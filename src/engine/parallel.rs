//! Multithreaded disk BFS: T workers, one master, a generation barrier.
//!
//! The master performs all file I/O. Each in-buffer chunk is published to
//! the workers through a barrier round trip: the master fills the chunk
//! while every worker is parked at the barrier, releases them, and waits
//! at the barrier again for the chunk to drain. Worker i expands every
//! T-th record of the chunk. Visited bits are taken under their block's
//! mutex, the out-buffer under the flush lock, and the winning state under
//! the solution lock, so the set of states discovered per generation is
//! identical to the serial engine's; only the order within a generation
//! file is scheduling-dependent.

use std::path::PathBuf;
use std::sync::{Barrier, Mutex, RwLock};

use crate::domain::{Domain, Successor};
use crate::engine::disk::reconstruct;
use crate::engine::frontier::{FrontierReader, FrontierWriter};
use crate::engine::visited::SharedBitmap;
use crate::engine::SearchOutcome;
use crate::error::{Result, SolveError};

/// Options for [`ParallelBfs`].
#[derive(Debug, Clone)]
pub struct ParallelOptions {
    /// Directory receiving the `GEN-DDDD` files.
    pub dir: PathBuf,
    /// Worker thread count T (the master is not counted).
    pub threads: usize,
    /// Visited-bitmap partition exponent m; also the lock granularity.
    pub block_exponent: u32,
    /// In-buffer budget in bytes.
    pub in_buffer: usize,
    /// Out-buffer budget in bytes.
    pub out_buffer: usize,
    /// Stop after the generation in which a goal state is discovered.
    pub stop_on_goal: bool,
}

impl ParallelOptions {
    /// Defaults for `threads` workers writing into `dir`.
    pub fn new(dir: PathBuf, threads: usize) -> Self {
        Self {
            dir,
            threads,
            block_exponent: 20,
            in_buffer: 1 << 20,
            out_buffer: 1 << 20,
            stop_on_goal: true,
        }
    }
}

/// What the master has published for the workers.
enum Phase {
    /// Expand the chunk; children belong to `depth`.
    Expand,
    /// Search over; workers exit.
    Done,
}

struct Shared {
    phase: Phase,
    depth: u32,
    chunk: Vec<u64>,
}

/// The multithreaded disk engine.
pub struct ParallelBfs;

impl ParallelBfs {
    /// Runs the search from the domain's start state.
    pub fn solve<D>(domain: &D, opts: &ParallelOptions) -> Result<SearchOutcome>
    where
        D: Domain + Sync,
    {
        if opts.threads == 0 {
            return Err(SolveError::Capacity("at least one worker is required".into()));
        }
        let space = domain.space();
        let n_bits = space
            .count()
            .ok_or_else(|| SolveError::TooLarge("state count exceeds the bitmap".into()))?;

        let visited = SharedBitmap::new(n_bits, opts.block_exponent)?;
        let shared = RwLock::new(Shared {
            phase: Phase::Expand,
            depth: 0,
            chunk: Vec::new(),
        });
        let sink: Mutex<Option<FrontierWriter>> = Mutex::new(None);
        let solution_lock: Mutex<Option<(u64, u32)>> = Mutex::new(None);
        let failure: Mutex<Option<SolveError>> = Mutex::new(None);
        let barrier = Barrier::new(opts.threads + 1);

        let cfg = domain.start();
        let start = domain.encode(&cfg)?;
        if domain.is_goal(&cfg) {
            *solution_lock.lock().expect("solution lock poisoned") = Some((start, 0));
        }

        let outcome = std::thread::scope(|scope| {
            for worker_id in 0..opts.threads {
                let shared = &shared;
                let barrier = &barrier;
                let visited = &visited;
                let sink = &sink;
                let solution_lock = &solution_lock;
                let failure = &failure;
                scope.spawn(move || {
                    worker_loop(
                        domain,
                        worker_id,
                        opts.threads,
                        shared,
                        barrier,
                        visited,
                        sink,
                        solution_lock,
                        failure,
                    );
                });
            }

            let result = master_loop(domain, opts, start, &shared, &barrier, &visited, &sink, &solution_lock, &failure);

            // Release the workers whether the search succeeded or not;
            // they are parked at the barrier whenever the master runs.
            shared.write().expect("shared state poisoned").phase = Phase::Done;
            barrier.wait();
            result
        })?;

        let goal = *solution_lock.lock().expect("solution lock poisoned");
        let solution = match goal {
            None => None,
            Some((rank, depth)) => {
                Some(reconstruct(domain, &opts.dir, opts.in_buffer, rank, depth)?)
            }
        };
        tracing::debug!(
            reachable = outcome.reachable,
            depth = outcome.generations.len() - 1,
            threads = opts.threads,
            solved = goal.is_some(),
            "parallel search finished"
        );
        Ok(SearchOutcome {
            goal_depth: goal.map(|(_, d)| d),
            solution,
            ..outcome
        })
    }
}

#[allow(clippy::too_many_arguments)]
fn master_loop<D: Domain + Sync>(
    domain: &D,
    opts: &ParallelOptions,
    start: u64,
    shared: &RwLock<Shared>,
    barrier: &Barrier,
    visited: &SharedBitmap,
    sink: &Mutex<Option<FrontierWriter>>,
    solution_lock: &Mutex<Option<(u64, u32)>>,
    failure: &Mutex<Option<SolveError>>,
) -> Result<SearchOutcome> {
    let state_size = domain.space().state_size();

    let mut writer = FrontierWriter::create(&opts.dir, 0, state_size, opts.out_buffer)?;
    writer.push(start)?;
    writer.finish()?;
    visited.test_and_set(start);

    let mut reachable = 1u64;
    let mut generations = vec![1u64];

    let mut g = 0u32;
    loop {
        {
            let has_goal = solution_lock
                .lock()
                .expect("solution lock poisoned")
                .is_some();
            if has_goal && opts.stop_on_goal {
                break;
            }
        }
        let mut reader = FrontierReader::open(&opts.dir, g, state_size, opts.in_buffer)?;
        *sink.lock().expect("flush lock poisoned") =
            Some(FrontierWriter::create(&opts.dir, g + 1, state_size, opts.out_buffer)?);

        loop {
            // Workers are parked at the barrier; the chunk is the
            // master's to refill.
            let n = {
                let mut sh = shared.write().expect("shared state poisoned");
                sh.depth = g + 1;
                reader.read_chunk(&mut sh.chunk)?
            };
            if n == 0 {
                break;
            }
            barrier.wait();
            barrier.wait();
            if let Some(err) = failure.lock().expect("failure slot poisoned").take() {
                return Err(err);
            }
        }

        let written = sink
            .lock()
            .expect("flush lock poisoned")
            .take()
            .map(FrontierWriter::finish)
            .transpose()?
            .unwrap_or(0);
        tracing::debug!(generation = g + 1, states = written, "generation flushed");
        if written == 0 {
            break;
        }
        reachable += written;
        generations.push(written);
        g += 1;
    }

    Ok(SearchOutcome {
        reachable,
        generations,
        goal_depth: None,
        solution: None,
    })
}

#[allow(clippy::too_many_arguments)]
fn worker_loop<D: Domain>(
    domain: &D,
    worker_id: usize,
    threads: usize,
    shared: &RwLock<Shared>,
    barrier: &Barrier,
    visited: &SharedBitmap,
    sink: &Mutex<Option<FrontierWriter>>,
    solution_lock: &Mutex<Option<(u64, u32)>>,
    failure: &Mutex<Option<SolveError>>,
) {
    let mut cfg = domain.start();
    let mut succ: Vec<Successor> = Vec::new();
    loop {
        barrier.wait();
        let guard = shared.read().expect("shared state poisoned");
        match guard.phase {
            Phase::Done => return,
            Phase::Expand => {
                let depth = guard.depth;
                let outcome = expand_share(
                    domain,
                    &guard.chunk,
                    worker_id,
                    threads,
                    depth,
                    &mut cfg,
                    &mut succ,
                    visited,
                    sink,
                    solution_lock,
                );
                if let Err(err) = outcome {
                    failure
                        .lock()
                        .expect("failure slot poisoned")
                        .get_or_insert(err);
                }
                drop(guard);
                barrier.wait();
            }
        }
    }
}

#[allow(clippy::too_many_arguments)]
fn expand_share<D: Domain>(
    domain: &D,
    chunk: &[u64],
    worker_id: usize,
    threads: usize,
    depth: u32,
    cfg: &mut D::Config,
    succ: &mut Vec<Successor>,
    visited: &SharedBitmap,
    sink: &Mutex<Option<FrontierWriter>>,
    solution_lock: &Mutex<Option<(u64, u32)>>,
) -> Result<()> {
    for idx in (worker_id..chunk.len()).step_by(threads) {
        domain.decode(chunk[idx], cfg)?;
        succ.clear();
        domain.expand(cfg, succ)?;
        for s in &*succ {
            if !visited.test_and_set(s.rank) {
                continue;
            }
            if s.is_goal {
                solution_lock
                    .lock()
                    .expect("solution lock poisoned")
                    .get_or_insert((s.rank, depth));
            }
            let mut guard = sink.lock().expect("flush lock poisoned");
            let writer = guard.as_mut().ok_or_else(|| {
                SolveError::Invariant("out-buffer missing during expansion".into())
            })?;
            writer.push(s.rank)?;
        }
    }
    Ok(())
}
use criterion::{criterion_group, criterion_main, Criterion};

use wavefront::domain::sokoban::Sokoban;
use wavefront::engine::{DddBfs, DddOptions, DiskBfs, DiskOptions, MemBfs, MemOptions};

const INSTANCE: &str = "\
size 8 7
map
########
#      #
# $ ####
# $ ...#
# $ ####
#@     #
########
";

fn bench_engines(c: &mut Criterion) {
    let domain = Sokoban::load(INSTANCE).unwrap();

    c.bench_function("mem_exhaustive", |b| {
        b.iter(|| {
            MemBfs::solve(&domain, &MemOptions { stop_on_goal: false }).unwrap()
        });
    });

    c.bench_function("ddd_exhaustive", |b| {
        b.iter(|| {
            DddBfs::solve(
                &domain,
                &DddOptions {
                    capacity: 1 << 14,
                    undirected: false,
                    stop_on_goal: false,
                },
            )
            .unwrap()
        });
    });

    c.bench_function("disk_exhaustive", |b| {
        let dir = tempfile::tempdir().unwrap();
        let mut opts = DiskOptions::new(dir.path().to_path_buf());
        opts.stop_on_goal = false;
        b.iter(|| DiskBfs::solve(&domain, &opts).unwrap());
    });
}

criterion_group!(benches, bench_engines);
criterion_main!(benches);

—————

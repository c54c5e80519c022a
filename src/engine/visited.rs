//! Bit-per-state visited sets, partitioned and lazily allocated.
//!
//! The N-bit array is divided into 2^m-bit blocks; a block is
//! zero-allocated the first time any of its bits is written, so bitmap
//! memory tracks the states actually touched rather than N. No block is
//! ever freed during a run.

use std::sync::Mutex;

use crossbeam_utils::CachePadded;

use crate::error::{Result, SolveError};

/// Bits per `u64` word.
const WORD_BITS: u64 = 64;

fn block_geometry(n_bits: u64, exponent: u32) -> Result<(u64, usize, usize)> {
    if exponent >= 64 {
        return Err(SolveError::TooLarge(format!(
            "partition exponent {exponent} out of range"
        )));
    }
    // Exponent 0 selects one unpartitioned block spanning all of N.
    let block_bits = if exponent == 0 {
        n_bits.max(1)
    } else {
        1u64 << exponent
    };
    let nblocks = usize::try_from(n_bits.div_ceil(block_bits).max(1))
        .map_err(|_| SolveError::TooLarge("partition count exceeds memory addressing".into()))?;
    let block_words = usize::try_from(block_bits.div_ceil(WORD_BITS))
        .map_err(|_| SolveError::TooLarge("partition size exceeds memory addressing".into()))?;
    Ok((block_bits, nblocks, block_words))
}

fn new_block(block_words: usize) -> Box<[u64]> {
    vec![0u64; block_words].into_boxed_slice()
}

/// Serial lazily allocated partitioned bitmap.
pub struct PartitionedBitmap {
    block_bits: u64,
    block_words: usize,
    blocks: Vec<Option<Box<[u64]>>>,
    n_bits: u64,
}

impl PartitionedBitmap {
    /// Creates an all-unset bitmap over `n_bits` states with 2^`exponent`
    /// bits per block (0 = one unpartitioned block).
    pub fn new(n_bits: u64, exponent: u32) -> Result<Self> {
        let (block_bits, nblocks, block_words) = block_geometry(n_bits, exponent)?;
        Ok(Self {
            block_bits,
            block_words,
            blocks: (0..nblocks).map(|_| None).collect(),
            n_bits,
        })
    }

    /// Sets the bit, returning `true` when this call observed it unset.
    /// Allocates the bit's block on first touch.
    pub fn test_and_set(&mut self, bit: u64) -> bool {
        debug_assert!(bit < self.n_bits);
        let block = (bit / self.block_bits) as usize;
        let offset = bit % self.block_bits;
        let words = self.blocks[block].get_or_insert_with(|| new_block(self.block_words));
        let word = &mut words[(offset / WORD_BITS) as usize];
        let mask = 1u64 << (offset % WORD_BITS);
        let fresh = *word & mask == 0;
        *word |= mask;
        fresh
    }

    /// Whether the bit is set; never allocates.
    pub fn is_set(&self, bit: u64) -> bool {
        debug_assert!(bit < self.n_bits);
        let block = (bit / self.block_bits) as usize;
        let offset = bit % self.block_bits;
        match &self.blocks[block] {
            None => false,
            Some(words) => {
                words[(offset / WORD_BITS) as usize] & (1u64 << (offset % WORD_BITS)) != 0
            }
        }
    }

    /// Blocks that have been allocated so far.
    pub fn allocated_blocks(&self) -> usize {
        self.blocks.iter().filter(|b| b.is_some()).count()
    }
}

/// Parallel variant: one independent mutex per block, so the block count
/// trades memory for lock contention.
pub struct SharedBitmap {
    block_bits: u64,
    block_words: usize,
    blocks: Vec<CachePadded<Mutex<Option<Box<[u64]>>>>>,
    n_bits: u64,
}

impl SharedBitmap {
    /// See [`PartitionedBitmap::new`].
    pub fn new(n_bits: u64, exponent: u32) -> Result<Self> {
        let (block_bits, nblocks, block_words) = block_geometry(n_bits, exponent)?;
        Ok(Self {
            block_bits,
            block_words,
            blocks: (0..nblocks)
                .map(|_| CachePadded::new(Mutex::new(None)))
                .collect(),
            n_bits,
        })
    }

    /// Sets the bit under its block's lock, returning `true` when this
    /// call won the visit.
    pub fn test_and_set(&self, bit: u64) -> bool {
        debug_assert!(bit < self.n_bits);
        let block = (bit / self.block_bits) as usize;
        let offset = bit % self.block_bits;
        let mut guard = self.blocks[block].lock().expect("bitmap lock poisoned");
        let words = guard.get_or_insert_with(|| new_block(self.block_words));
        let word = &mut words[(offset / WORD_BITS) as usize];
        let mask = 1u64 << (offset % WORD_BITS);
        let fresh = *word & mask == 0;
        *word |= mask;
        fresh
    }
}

—————

### Work instructions
Wherever a line of the material has the word "reachable", add it to a tally; give only the final number.

### Exercise response
4